= PROMPT =
Using the listing below, say how many lines have the string "into" in them, giving the number alone.
= Beginning of Section =
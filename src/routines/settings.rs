use std::path::{Path, PathBuf};

use config::Config as eConfig;
use eyre::{Result, WrapErr};
use serde::{Deserialize, Serialize};

use crate::error::TmaxError;
use crate::routines::output::OutputFile;
use crate::structs::control::ControlBounds;

/// Contains all settings for a Tmax estimation run
///
/// Every section is optional in the TOML file and falls back to its defaults. Keys of the
/// `[io]` and `[simulation]` sections also accept the spelling used by older case files, e.g.
/// `nLoadSteps` or `PVloop_data_file`.
#[derive(Debug, Deserialize, Clone, Serialize, Default, PartialEq)]
#[serde(default)]
pub struct Settings {
    pub io: IoSettings,
    pub simulation: SimulationSettings,
    pub optimizer: OptimizerSettings,
    pub log: LogSettings,
}

/// Input and output locations
#[derive(Debug, Deserialize, Clone, Serialize, PartialEq)]
pub struct IoSettings {
    /// Name of the mesh archive, without extension
    #[serde(default = "default_casename")]
    pub casename: String,
    /// Folder holding `{casename}.npz`
    #[serde(default = "default_directory", alias = "directory_me")]
    pub mesh_directory: String,
    /// `.npz` archive with `LVP` and `LVV`, or a `.csv` file with those two columns
    #[serde(
        default = "default_pv_file",
        alias = "PVloop_data_file",
        alias = "pvloop_data_file"
    )]
    pub pv_data_file: String,
    /// `.npz` archive with `Ecc` and `Ell`
    #[serde(default, alias = "Strain_data_file")]
    pub strain_data_file: Option<String>,
    /// CSV matrix of circumferential strain, used when no strain archive is given
    #[serde(default)]
    pub ecc_file: Option<String>,
    #[serde(default)]
    pub ell_file: Option<String>,
    #[serde(default = "default_output_folder", alias = "outputfolder")]
    pub output_folder: String,
    /// Write result files, the evaluation history and the log file
    #[serde(default = "default_true")]
    pub write: bool,
    /// Checkpoint used to initialize the control fields
    #[serde(default, alias = "Initfile", alias = "initfile")]
    pub init_file: Option<String>,
    /// Checkpoint holding the controls of every evaluation, relative to the output folder
    ///
    /// Only written when `write` is set.
    #[serde(default = "default_debug_file")]
    pub debug_file: Option<String>,
}

impl Default for IoSettings {
    fn default() -> Self {
        IoSettings {
            casename: default_casename(),
            mesh_directory: default_directory(),
            pv_data_file: default_pv_file(),
            strain_data_file: None,
            ecc_file: None,
            ell_file: None,
            output_folder: default_output_folder(),
            write: true,
            init_file: None,
            debug_file: default_debug_file(),
        }
    }
}

impl IoSettings {
    pub fn output_path(&self, file_name: &str) -> PathBuf {
        Path::new(&self.output_folder).join(file_name)
    }

    pub fn mesh_path(&self) -> PathBuf {
        Path::new(&self.mesh_directory).join(format!("{}.npz", self.casename))
    }
}

/// Parameters of the forward simulation and the loss weights
#[derive(Debug, Deserialize, Clone, Serialize, PartialEq)]
pub struct SimulationSettings {
    /// Increments used to ramp up to the first timepoint
    #[serde(default = "default_load_steps", alias = "nLoadSteps", alias = "nloadsteps")]
    pub n_load_steps: usize,
    /// Sub-steps between two consecutive timepoints
    #[serde(
        default = "default_intermediate_steps",
        alias = "Nintermediate_stp",
        alias = "nintermediate_stp"
    )]
    pub n_intermediate_steps: usize,
    #[serde(default = "default_upper_bound", alias = "UpperBd", alias = "upperbd")]
    pub upper_bound: f64,
    #[serde(default, alias = "LowerBd", alias = "lowerbd")]
    pub lower_bound: f64,
    /// Constant every control field starts from when no checkpoint is given
    #[serde(default)]
    pub init_opt_val: f64,
    /// Weight of the temporal regularization of Tmax
    #[serde(default, alias = "Kreg", alias = "kreg")]
    pub k_reg: f64,
    /// Weight of the regional strain mismatch
    #[serde(default, alias = "Kstr", alias = "kstr")]
    pub k_str: f64,
    #[serde(default, alias = "Kell", alias = "kell")]
    pub k_ell: f64,
    #[serde(default, alias = "Kecc", alias = "kecc")]
    pub k_ecc: f64,
    /// Weight of the LV pressure mismatch
    #[serde(default = "default_klvp", alias = "Klvp", alias = "klvp")]
    pub k_lvp: f64,
    #[serde(default = "default_abs_tol")]
    pub abs_tol: f64,
    #[serde(default = "default_rel_tol")]
    pub rel_tol: f64,
    #[serde(default = "default_max_newton_iter")]
    pub max_newton_iter: usize,
    #[serde(default = "default_topid")]
    pub topid: i64,
    #[serde(default = "default_lvendoid", alias = "LVendoid")]
    pub lvendoid: i64,
    /// Zero when the mesh has no right ventricle
    #[serde(default, alias = "RVendoid")]
    pub rvendoid: i64,
    #[serde(default = "default_epiid")]
    pub epiid: i64,
    #[serde(default)]
    pub material: MaterialSettings,
}

impl Default for SimulationSettings {
    fn default() -> Self {
        SimulationSettings {
            n_load_steps: default_load_steps(),
            n_intermediate_steps: default_intermediate_steps(),
            upper_bound: default_upper_bound(),
            lower_bound: 0.0,
            init_opt_val: 0.0,
            k_reg: 0.0,
            k_str: 0.0,
            k_ell: 0.0,
            k_ecc: 0.0,
            k_lvp: default_klvp(),
            abs_tol: default_abs_tol(),
            rel_tol: default_rel_tol(),
            max_newton_iter: default_max_newton_iter(),
            topid: default_topid(),
            lvendoid: default_lvendoid(),
            rvendoid: 0,
            epiid: default_epiid(),
            material: MaterialSettings::default(),
        }
    }
}

impl SimulationSettings {
    pub fn bounds(&self) -> Result<ControlBounds> {
        ControlBounds::new(self.lower_bound, self.upper_bound)
    }
}

/// Guccione passive and active material parameters
#[derive(Debug, Deserialize, Clone, Serialize, PartialEq)]
pub struct MaterialSettings {
    #[serde(default = "default_cparam", alias = "Cparam", alias = "cparam")]
    pub c_param: f64,
    #[serde(default = "default_bff")]
    pub bff: f64,
    #[serde(default = "default_b", rename = "B", alias = "b")]
    pub b: f64,
    #[serde(default = "default_l0")]
    pub l0: f64,
    #[serde(default = "default_ca0", alias = "Ca0")]
    pub ca0: f64,
    #[serde(default = "default_ca0", alias = "Ca0max")]
    pub ca0max: f64,
    #[serde(default = "default_lr")]
    pub lr: f64,
    /// Ratio between cavity pressure and wall fiber stress
    #[serde(default = "default_wall_ratio")]
    pub wall_ratio: f64,
    /// Stress-free cavity volume, the first LVV sample when unset
    #[serde(default)]
    pub reference_volume: Option<f64>,
}

impl Default for MaterialSettings {
    fn default() -> Self {
        MaterialSettings {
            c_param: default_cparam(),
            bff: default_bff(),
            b: default_b(),
            l0: default_l0(),
            ca0: default_ca0(),
            ca0max: default_ca0(),
            lr: default_lr(),
            wall_ratio: default_wall_ratio(),
            reference_volume: None,
        }
    }
}

/// Options of the bounded quasi-Newton optimizer
#[derive(Debug, Deserialize, Clone, Serialize, PartialEq)]
pub struct OptimizerSettings {
    #[serde(default = "default_max_iterations", alias = "maxiter")]
    pub max_iterations: u64,
    /// Tolerance on the infinity norm of the projected gradient
    #[serde(default = "default_pgtol")]
    pub pgtol: f64,
    /// Tolerance on the relative decrease of the objective
    #[serde(default)]
    pub ftol: f64,
    /// The same tolerance as a multiple of machine epsilon, takes precedence over `ftol`
    #[serde(default, skip_serializing_if = "Option::is_none")]
    pub factr: Option<f64>,
    /// Number of correction pairs kept by the limited-memory update
    #[serde(default = "default_memory")]
    pub memory: usize,
}

impl Default for OptimizerSettings {
    fn default() -> Self {
        OptimizerSettings {
            max_iterations: default_max_iterations(),
            pgtol: default_pgtol(),
            ftol: 0.0,
            factr: None,
            memory: default_memory(),
        }
    }
}

impl OptimizerSettings {
    /// Relative decrease of the objective below which the optimizer stops
    pub fn relative_tolerance(&self) -> f64 {
        match self.factr {
            Some(factr) => factr * f64::EPSILON,
            None => self.ftol,
        }
    }
}

#[derive(Debug, Deserialize, Clone, Serialize, PartialEq)]
pub struct LogSettings {
    #[serde(default = "default_log_level")]
    pub level: String,
    /// Written inside the output folder
    #[serde(default = "default_log_file")]
    pub file: String,
}

impl Default for LogSettings {
    fn default() -> Self {
        LogSettings {
            level: default_log_level(),
            file: default_log_file(),
        }
    }
}

impl Settings {
    /// Check the settings that cannot be expressed by the types alone
    pub fn validate(&self) -> Result<()> {
        self.simulation.bounds()?;
        if self.optimizer.relative_tolerance() < 0.0 {
            return Err(TmaxError::Configuration(
                "optimizer.ftol and optimizer.factr must not be negative".into(),
            )
            .into());
        }
        if self.optimizer.memory == 0 {
            return Err(
                TmaxError::Configuration("optimizer.memory must be at least 1".into()).into(),
            );
        }
        if self.simulation.n_load_steps == 0 || self.simulation.n_intermediate_steps == 0 {
            return Err(TmaxError::Configuration(
                "nLoadSteps and Nintermediate_stp must be at least 1".into(),
            )
            .into());
        }
        if self.io.ecc_file.is_some() != self.io.ell_file.is_some() {
            return Err(TmaxError::Configuration(
                "io.ecc_file and io.ell_file must be given together".into(),
            )
            .into());
        }
        Ok(())
    }

    /// Writes the settings to `settings.json` in the output folder
    pub fn write(&self) -> Result<()> {
        let serialized = serde_json::to_string_pretty(self)?;
        let outputfile = OutputFile::new(&self.io.output_folder, "settings.json")?;
        std::io::Write::write_all(&mut outputfile.file(), serialized.as_bytes())
            .map_err(|e| TmaxError::io(outputfile.relative_path(), e))?;
        Ok(())
    }
}

/// Read settings from a TOML file
///
/// Values can be overridden with environment variables prefixed by `TMAX`, using `__` between
/// section and key, e.g. `TMAX__OPTIMIZER__MAX_ITERATIONS=10`.
pub fn read_settings(path: impl AsRef<Path>) -> Result<Settings> {
    let path = path.as_ref();
    let parsed = eConfig::builder()
        .add_source(config::File::from(path).format(config::FileFormat::Toml))
        .add_source(
            config::Environment::with_prefix("TMAX")
                .separator("__")
                .try_parsing(true),
        )
        .build()
        .map_err(|e| TmaxError::Configuration(e.to_string()))
        .wrap_err_with(|| format!("Failed to read settings from {:?}", path))?;

    let settings: Settings = parsed
        .try_deserialize()
        .map_err(|e| TmaxError::Configuration(e.to_string()))?;
    settings.validate()?;

    Ok(settings)
}

// *********************************
// Default values for deserializing
// *********************************
fn default_casename() -> String {
    "mesh".to_string()
}

fn default_directory() -> String {
    ".".to_string()
}

fn default_pv_file() -> String {
    "PVloop.npz".to_string()
}

fn default_output_folder() -> String {
    "outputs".to_string()
}

fn default_debug_file() -> Option<String> {
    Some("Tmax_debug.npz".to_string())
}

fn default_true() -> bool {
    true
}

fn default_load_steps() -> usize {
    18
}

fn default_intermediate_steps() -> usize {
    30
}

fn default_upper_bound() -> f64 {
    500e3
}

fn default_klvp() -> f64 {
    1.0
}

fn default_abs_tol() -> f64 {
    1e-8
}

fn default_rel_tol() -> f64 {
    5e-7
}

fn default_max_newton_iter() -> usize {
    40
}

fn default_topid() -> i64 {
    4
}

fn default_lvendoid() -> i64 {
    2
}

fn default_epiid() -> i64 {
    1
}

fn default_cparam() -> f64 {
    120.0
}

fn default_bff() -> f64 {
    11.6
}

fn default_b() -> f64 {
    4.75
}

fn default_l0() -> f64 {
    1.08
}

fn default_ca0() -> f64 {
    4.35
}

fn default_lr() -> f64 {
    1.85
}

fn default_wall_ratio() -> f64 {
    1.25
}

fn default_max_iterations() -> u64 {
    50
}

fn default_pgtol() -> f64 {
    1e-9
}

fn default_memory() -> usize {
    10
}

fn default_log_level() -> String {
    "info".to_string()
}

fn default_log_file() -> String {
    "log.txt".to_string()
}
= End of Section =
= REPLY =
7